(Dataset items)
────────
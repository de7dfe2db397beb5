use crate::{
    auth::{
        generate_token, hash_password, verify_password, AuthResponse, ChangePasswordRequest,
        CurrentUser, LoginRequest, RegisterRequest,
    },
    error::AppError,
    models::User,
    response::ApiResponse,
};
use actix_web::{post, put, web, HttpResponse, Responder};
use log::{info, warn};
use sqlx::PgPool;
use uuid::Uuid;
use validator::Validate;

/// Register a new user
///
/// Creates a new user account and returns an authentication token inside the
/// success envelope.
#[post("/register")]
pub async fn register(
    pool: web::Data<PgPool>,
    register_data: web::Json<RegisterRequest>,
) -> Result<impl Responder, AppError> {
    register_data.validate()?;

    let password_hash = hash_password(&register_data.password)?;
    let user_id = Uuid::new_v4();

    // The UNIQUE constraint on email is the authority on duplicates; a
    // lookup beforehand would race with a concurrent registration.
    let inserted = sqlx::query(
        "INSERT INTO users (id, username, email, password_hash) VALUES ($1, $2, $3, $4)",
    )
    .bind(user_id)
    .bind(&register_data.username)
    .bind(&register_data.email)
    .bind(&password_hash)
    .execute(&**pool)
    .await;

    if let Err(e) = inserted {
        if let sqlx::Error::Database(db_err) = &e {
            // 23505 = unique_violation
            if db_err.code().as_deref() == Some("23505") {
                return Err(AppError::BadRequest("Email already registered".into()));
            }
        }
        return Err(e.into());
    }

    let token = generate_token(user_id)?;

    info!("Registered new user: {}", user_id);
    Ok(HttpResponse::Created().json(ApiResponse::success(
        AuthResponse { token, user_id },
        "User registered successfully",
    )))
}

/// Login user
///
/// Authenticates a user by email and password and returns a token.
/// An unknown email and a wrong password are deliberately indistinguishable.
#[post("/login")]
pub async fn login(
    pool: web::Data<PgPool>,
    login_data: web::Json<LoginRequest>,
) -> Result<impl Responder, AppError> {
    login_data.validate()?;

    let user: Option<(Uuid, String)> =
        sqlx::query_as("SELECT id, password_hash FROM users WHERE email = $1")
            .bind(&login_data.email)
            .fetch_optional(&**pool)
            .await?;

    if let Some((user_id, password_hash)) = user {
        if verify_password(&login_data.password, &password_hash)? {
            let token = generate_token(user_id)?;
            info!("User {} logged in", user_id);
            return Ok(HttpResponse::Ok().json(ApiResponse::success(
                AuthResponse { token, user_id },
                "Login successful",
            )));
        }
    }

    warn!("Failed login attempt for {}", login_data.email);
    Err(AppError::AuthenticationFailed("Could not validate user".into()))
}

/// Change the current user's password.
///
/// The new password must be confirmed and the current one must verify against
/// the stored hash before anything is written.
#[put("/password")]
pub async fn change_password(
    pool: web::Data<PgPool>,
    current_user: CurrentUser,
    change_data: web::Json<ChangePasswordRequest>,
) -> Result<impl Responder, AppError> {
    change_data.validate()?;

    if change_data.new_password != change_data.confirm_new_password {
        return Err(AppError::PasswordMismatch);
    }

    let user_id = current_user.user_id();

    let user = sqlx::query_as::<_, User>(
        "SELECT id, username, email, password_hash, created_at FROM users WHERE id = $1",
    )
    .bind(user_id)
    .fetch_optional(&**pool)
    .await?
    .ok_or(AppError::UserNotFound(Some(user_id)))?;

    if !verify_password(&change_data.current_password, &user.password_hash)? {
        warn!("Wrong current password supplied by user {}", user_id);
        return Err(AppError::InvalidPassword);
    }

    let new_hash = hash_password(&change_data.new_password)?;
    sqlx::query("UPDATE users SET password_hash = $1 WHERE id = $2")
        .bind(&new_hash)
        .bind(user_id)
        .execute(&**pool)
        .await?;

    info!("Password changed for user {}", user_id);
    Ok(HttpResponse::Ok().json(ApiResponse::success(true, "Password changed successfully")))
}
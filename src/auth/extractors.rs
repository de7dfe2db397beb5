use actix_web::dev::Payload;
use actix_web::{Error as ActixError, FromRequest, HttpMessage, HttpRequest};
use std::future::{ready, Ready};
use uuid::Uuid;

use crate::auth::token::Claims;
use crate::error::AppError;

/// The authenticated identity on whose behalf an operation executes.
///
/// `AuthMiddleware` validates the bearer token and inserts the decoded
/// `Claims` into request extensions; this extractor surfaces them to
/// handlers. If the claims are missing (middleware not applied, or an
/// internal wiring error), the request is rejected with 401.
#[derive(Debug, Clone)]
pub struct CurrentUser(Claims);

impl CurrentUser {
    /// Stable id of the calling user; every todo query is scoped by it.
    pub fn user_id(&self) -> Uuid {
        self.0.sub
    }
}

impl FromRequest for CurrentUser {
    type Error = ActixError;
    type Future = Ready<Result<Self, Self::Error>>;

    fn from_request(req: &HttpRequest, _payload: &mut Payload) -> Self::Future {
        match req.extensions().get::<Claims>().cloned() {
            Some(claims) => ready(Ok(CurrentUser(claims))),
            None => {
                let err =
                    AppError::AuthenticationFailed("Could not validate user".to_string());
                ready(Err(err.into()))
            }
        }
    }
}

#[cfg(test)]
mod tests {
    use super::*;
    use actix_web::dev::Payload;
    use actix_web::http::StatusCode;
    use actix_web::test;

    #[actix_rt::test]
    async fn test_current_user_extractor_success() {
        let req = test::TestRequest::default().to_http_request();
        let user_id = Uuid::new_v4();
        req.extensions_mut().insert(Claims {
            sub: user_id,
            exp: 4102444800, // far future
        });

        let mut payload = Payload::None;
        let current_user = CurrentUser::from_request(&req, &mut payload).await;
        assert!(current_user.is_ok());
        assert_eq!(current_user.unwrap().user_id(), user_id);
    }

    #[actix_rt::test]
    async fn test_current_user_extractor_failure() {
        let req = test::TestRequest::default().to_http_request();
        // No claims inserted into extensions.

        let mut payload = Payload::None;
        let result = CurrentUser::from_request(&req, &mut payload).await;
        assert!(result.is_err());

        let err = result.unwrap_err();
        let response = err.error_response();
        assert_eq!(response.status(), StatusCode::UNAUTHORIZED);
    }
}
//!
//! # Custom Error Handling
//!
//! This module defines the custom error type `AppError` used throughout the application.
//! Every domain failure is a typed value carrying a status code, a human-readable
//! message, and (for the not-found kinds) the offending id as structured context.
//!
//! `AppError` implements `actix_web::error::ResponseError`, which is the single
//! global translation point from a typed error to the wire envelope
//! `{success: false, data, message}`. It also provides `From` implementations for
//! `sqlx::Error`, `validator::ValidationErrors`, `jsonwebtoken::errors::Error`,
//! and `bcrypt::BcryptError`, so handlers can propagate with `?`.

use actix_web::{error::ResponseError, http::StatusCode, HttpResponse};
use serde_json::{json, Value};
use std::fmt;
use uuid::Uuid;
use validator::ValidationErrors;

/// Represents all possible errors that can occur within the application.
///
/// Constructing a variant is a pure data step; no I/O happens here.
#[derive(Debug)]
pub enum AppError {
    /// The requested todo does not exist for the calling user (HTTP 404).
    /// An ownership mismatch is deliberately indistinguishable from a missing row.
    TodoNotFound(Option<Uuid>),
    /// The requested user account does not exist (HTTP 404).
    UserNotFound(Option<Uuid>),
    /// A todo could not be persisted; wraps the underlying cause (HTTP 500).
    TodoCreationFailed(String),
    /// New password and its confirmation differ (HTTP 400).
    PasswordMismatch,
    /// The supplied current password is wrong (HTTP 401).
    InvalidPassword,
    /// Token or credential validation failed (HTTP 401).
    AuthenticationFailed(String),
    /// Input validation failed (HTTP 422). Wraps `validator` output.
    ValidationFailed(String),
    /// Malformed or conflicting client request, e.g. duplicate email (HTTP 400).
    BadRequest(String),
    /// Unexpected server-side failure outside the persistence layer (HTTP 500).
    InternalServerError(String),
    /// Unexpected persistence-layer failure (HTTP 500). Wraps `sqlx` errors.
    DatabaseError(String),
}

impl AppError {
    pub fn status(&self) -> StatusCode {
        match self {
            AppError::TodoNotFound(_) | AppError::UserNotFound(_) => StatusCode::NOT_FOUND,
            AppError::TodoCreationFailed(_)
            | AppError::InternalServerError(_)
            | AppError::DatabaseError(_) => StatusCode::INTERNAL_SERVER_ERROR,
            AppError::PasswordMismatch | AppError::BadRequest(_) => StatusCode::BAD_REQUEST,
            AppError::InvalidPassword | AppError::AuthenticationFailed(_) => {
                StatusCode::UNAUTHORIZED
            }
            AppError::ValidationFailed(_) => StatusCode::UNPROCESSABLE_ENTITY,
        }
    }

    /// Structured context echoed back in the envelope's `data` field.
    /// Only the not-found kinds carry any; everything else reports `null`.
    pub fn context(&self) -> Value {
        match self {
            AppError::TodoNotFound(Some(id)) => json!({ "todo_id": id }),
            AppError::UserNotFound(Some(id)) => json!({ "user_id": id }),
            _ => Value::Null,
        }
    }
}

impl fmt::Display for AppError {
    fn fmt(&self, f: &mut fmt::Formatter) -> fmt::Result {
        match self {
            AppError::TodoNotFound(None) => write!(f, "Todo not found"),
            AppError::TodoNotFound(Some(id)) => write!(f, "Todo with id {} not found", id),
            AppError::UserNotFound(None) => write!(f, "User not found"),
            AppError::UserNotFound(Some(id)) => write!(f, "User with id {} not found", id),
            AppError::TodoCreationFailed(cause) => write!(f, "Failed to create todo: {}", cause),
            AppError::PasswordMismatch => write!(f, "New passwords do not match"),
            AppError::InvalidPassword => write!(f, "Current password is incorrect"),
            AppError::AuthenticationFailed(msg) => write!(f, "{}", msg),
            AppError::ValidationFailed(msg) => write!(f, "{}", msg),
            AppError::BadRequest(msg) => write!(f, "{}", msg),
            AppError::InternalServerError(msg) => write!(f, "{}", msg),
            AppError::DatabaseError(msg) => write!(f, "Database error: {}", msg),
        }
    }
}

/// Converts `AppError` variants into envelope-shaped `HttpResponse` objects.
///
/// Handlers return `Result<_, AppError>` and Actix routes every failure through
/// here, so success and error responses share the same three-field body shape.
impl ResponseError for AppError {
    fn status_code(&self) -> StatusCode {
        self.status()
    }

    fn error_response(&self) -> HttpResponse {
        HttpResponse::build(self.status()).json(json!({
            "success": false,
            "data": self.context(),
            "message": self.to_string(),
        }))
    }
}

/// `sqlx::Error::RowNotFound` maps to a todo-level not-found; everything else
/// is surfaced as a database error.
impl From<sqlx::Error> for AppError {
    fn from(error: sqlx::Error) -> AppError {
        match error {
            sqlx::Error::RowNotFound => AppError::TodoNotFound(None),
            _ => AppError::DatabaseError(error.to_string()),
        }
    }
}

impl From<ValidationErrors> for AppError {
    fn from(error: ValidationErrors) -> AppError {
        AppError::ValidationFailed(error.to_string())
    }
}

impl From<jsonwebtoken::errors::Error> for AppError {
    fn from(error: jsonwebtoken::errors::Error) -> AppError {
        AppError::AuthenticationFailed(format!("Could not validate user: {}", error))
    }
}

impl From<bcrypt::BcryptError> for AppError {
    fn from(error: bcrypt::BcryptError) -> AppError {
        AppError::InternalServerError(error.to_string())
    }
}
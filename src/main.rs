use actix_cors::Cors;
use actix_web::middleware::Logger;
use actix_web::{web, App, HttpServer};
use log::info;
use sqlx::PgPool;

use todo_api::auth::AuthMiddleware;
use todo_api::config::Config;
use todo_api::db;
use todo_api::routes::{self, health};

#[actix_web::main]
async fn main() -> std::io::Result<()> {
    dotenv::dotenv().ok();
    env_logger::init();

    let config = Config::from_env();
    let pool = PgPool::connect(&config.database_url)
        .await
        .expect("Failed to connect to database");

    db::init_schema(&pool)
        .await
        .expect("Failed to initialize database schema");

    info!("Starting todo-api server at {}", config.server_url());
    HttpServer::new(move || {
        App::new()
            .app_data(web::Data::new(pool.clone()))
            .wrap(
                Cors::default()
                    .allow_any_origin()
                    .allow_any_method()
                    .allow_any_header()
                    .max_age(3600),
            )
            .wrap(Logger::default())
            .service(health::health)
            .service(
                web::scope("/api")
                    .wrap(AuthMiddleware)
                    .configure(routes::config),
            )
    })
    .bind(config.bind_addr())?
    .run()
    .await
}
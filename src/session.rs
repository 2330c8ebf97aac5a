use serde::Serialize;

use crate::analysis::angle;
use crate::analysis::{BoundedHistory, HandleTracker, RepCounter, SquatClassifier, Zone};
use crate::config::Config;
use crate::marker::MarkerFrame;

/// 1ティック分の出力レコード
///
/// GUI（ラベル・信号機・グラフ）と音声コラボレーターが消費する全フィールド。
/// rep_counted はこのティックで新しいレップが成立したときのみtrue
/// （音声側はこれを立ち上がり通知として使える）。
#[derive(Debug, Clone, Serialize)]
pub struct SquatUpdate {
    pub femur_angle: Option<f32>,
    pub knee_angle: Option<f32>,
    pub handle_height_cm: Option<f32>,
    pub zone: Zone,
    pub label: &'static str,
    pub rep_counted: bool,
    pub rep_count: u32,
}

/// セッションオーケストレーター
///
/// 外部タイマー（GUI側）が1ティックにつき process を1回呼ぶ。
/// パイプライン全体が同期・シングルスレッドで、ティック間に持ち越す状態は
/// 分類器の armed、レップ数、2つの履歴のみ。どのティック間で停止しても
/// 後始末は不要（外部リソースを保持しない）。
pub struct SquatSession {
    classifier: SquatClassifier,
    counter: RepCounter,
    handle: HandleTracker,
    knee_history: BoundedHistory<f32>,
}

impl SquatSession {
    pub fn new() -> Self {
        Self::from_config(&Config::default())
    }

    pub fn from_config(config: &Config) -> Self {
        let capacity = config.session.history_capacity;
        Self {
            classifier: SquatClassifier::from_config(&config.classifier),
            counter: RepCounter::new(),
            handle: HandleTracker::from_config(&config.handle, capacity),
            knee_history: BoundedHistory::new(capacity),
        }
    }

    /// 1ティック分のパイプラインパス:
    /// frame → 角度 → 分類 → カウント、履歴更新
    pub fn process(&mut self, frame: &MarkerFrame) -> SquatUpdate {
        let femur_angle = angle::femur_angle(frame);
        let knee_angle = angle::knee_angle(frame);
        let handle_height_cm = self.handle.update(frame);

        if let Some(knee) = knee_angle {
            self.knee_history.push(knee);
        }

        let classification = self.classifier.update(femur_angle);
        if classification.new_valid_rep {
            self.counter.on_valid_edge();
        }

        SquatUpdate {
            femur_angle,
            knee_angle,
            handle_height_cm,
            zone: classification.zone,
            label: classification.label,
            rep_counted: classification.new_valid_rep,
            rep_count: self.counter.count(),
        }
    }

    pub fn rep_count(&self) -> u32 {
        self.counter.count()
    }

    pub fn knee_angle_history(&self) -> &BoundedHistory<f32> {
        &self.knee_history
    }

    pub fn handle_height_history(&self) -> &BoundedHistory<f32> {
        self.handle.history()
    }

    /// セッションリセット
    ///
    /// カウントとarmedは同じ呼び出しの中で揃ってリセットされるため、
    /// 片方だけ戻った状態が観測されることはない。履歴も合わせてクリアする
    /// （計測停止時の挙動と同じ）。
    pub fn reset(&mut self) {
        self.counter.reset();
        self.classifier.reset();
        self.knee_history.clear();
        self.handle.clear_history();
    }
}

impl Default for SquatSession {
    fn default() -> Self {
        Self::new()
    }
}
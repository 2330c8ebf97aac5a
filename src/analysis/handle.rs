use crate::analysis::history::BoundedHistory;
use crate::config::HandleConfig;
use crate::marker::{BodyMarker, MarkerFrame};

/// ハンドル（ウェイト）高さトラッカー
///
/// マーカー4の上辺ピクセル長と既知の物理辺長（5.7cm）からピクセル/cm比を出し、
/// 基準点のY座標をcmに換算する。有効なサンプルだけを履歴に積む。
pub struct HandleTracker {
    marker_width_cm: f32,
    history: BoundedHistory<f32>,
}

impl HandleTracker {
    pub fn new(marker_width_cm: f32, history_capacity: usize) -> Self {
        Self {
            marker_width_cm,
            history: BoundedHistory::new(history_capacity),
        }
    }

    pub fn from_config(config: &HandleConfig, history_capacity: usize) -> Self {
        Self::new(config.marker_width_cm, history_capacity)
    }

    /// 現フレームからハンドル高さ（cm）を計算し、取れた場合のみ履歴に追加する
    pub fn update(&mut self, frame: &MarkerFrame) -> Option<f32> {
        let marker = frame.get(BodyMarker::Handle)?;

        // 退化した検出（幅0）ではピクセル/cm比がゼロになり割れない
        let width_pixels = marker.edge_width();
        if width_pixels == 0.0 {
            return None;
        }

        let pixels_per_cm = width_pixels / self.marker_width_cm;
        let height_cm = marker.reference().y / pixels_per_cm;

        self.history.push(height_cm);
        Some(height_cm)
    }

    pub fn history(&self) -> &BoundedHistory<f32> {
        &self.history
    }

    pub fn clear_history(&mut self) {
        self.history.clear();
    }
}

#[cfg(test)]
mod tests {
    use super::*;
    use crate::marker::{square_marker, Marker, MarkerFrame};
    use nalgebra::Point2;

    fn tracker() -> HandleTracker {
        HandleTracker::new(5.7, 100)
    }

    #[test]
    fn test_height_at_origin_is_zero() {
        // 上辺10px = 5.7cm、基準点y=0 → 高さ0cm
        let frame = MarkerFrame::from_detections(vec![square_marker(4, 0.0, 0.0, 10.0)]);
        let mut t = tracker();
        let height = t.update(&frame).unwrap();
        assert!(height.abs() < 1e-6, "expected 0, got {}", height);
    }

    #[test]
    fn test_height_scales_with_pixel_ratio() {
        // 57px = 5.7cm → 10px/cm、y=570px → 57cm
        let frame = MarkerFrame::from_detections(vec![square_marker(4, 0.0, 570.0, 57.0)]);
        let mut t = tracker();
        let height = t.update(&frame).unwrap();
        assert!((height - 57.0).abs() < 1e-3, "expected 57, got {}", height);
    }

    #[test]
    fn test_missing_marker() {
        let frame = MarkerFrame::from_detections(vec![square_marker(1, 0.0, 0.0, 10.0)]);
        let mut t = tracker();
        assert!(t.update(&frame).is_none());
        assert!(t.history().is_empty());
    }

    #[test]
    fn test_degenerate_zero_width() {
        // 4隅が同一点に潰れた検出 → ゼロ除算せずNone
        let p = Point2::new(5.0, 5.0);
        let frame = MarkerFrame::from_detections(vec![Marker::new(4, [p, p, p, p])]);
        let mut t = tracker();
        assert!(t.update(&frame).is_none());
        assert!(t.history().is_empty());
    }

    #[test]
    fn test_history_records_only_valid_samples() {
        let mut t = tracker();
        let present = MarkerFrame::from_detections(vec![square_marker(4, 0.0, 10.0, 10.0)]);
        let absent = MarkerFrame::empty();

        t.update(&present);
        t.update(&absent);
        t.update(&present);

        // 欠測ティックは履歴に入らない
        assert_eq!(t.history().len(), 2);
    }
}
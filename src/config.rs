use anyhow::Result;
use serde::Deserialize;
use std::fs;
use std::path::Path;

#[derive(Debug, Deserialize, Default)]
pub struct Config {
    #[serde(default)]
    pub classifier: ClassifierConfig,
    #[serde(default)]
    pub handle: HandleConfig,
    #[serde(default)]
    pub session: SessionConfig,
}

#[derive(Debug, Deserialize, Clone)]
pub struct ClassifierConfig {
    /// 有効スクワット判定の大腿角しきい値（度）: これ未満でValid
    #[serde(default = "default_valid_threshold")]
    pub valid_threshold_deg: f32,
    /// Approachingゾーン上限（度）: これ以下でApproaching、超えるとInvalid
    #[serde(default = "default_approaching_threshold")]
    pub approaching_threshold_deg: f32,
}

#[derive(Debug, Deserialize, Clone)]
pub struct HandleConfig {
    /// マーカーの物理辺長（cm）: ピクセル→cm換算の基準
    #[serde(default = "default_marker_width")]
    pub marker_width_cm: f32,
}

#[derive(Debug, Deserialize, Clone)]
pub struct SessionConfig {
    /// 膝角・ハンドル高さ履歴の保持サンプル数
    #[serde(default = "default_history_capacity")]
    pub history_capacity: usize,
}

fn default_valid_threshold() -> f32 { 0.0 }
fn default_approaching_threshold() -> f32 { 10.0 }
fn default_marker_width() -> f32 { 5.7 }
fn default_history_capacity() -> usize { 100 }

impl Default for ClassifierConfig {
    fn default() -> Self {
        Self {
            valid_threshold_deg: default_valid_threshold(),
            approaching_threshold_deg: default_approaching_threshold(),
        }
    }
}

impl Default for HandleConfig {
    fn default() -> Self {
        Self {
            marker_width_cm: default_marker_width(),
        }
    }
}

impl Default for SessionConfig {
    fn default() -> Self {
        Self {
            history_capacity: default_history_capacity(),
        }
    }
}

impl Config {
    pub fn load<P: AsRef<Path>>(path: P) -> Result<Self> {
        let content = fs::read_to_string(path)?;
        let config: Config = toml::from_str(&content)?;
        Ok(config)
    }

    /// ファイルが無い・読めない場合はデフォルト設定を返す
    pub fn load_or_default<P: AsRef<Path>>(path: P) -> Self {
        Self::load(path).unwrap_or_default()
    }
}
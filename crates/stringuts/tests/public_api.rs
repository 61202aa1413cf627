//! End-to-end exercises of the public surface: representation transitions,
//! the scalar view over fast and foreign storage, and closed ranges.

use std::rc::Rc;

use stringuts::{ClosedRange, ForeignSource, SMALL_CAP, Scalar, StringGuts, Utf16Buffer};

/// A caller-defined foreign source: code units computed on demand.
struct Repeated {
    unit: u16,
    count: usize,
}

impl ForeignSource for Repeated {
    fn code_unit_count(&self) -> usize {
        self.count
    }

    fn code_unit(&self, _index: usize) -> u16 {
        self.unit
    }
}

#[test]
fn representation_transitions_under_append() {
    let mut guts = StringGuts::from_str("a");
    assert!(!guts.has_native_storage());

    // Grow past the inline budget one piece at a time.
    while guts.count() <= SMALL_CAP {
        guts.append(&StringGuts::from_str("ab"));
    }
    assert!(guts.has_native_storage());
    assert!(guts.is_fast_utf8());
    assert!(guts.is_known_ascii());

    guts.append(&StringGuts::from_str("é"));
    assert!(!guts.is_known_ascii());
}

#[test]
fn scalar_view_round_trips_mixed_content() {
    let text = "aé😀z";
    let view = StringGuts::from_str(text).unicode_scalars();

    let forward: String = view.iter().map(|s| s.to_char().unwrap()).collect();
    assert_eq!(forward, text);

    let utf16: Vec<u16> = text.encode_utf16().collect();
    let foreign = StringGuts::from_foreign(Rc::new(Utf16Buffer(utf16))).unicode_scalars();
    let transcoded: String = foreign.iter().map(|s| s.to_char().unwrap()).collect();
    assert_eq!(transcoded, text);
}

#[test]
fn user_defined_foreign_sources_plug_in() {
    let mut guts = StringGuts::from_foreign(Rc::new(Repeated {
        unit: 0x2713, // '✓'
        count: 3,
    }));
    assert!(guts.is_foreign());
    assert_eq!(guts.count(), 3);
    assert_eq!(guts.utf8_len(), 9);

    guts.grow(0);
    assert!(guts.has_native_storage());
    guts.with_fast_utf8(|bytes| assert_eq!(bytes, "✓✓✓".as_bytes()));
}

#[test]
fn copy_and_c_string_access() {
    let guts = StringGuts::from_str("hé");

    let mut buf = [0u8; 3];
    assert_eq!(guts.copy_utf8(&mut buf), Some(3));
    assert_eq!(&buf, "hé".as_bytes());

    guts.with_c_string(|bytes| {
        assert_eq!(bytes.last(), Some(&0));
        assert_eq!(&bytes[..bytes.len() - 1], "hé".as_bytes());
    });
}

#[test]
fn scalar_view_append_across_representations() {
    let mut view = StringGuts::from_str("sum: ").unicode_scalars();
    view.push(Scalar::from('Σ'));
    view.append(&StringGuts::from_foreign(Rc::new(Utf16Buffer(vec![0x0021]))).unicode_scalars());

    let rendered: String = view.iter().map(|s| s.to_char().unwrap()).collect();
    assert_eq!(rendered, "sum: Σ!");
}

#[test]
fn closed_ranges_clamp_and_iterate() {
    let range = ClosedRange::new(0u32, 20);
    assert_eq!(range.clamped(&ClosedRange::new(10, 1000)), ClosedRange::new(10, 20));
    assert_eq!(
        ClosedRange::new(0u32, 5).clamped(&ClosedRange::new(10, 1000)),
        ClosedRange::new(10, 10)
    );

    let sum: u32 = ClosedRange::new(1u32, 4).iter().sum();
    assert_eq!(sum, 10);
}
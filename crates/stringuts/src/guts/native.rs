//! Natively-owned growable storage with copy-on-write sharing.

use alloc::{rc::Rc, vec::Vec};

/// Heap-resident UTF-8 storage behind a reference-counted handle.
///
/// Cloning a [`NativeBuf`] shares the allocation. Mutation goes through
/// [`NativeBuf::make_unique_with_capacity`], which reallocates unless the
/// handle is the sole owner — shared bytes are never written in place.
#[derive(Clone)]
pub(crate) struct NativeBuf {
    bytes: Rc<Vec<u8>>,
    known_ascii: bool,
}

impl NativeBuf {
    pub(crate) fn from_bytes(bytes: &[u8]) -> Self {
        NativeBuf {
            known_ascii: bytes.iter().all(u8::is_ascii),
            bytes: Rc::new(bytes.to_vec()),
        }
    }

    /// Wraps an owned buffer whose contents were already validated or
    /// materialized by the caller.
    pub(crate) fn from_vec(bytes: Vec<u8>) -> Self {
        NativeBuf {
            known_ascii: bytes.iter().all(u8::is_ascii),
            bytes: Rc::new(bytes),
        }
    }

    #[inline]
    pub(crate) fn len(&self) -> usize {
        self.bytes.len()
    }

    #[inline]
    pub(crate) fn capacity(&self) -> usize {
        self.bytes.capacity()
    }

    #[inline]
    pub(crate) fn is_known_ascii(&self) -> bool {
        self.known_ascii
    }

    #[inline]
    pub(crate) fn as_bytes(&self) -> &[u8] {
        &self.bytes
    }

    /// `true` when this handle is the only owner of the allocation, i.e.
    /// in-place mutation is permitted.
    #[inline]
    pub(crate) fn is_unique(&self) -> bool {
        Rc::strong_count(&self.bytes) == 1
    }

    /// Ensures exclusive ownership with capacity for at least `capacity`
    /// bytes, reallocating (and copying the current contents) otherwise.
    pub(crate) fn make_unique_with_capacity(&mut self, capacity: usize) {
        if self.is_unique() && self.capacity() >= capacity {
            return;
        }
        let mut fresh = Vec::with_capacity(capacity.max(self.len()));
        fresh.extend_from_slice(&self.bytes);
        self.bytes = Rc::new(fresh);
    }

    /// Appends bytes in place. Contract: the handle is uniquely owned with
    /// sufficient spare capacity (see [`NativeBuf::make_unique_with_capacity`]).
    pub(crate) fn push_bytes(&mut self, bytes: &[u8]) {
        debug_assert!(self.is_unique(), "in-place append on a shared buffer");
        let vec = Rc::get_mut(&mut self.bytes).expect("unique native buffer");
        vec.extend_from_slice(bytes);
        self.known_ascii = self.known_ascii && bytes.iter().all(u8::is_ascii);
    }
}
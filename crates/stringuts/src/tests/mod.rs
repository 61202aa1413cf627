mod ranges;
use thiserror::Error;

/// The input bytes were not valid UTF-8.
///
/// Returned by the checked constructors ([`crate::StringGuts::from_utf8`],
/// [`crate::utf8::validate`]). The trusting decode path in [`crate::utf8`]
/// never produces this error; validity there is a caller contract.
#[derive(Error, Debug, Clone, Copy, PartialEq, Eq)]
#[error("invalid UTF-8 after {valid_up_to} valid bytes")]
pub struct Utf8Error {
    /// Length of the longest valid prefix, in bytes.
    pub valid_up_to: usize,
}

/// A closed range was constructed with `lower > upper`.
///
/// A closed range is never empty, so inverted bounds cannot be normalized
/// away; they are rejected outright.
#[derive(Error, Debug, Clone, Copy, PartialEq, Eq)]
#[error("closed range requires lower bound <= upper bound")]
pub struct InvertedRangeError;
────────
What is needed:
Could you reproduce exactly the lines of the entries above, from the one with "exp: 4102444800, // far future" through the one with "It also provides", and nothing else?

Task answer:
            exp: 4102444800, // far future
        });

        let mut payload = Payload::None;
        let current_user = CurrentUser::from_request(&req, &mut payload).await;
        assert!(current_user.is_ok());
        assert_eq!(current_user.unwrap().user_id(), user_id);
    }

    #[actix_rt::test]
    async fn test_current_user_extractor_failure() {
        let req = test::TestRequest::default().to_http_request();
        // No claims inserted into extensions.

        let mut payload = Payload::None;
        let result = CurrentUser::from_request(&req, &mut payload).await;
        assert!(result.is_err());

        let err = result.unwrap_err();
        let response = err.error_response();
        assert_eq!(response.status(), StatusCode::UNAUTHORIZED);
    }
}
//!
//! # Custom Error Handling
//!
//! This module defines the custom error type `AppError` used throughout the application.
//! Every domain failure is a typed value carrying a status code, a human-readable
//! message, and (for the not-found kinds) the offending id as structured context.
//!
//! `AppError` implements `actix_web::error::ResponseError`, which is the single
//! global translation point from a typed error to the wire envelope
//! `{success: false, data, message}`. It also provides `From` implementations for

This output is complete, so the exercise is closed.